Beta Testing – testing which uses a pre-release of a product which has been made available to a carefully selected set of customers.
Black-Box Testing – this is a method which tests the functionality of part of the product in terms of the specifications of that product.
Breadth Testing – this QA testing method tests the functionality of the whole product without testing individual features.
Concurrency Testing – this form of testing analyses the impact of multiple users accessing the same parts of the system simultaneously.
Data Driven Testing – this testing uses a specific set of data values contained in a format such as a file or spread sheet and is often used during automated testing.
Endurance Testing – this is a form of testing which subjects the system to prolonged execution in order to check for issues such as memory leaks.
End to End Testing – a form of testing which examines the whole of a product in a real-world environment.
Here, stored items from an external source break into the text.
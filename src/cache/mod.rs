//! Per-feed duplicate cache of recently published GUIDs.
//!
//! The remote watermark alone cannot catch feed entries whose published
//! timestamp is older than material we already synced (backfilled or
//! corrected posts). The cache covers that gap: a bounded, insertion-ordered
//! record of the GUIDs we most recently published, persisted to a flat file
//! at `<cache_dir>/<name>.guids`, one GUID per line, most-recent-last.
//!
//! The run loop must call [`GuidCache::save`] at the end of every sync pass,
//! on failure as well as success. A pass that publishes 3 of 10 entries and
//! then dies must not re-publish those 3 on the next run.
//!
//! Only one process may use a given cache file at a time; no file locking is
//! done.

pub mod error;

pub use error::CacheError;

use std::collections::HashSet;
use std::path::{Path, PathBuf};

/// Maximum GUIDs retained across runs (FIFO, oldest evicted first).
pub const DEFAULT_MAX_GUIDS: usize = 500;

pub struct GuidCache {
    path: PathBuf,
    max_guids: usize,
    // Insertion order for eviction, plus a mirrored set for fast lookup.
    // Invariant: `seen` holds exactly the elements of `order`.
    order: Vec<String>,
    seen: HashSet<String>,
}

impl GuidCache {
    /// Open the cache file for one feed, creating it empty if absent.
    ///
    /// Creating the file up front is a write probe: an unwritable cache
    /// directory fails here, before any publishing work has happened.
    pub fn open(cache_dir: &Path, cache_name: &str) -> Result<Self, CacheError> {
        Self::open_with_capacity(cache_dir, cache_name, DEFAULT_MAX_GUIDS)
    }

    pub fn open_with_capacity(
        cache_dir: &Path,
        cache_name: &str,
        max_guids: usize,
    ) -> Result<Self, CacheError> {
        let path = cache_dir.join(format!("{cache_name}.guids"));
        let mut cache = Self {
            path,
            max_guids,
            order: Vec::new(),
            seen: HashSet::new(),
        };
        if !cache.path.exists() {
            cache.save()?;
        }
        cache.load()?;
        Ok(cache)
    }

    /// Whether `guid` was recently published.
    ///
    /// An empty GUID always reports `true`: it cannot distinguish entries, so
    /// it must never be cached, and treating it as present keeps `add` from
    /// recording it. The synchronizer checks for emptiness separately so such
    /// entries are still published.
    pub fn contains(&self, guid: &str) -> bool {
        if guid.is_empty() {
            return true;
        }
        self.seen.contains(guid)
    }

    /// Record a published GUID. Empty GUIDs, GUIDs already present, and GUIDs
    /// containing a newline (which would corrupt the line-oriented file) are
    /// ignored with a log line.
    pub fn add(&mut self, guid: &str) {
        if guid.is_empty() {
            tracing::debug!("Refusing to cache an empty GUID");
            return;
        }
        if self.seen.contains(guid) {
            return;
        }
        if guid.contains('\n') {
            tracing::warn!("Refusing to cache a GUID containing a newline");
            return;
        }
        self.order.push(guid.to_string());
        self.seen.insert(guid.to_string());
    }

    /// Persist the most recent `max_guids` entries, one per line.
    ///
    /// In-memory growth beyond the cap during a pass is fine; trimming
    /// happens here and at load.
    pub fn save(&self) -> Result<(), CacheError> {
        let start = self.order.len().saturating_sub(self.max_guids);
        let mut contents = String::new();
        for guid in &self.order[start..] {
            contents.push_str(guid);
            contents.push('\n');
        }
        std::fs::write(&self.path, contents).map_err(|source| CacheError::Write {
            path: self.path.clone(),
            source,
        })
    }

    fn load(&mut self) -> Result<(), CacheError> {
        let contents = std::fs::read_to_string(&self.path).map_err(|source| CacheError::Read {
            path: self.path.clone(),
            source,
        })?;
        let lines: Vec<&str> = contents.lines().filter(|line| !line.is_empty()).collect();
        let start = lines.len().saturating_sub(self.max_guids);
        self.order = lines[start..].iter().map(|s| s.to_string()).collect();
        self.seen = self.order.iter().cloned().collect();
        Ok(())
    }

    pub fn len(&self) -> usize {
        self.order.len()
    }

    pub fn is_empty(&self) -> bool {
        self.order.is_empty()
    }

    #[cfg(test)]
    pub(crate) fn path(&self) -> &Path {
        &self.path
    }
}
The Importance of QA Testing
QA testing plays a vital role in the production of a website, offering a range of advantages and playing a key role in releasing a finished item which will deliver for all end users. Some developers neglect QA testing because of a belief that it represents an unnecessary expense, but this is a mistake.
The fact of the matter is that effective QA testing is an investment which saves time and money. It does this, above all else, by identifying potential problems as early in the development cycle as possible. This means that those problems can be fixed quickly and simply, rather than becoming embedded within the structure of a product and having to be uncovered and dealt with by working back through multiple steps in the development.
At the same time, QA testing can identify minor changes to aspects of development such as software tweaks which could, if left in place, deliver major changes to the final outcome. Until every component has been QA tested there is no way of knowing, with any certainty, whether it will operate as it is meant to in a real-world environment.
Finally, QA testing will stop so-called ‘feature creep’. This describes the phenomenon of features being introduced without testing, which then go on to impact on the wider scope of the project, taking it beyond what was originally intended. QA testing at every stage of development will ensure that any changes work within the parameters which the project is intended to deliver.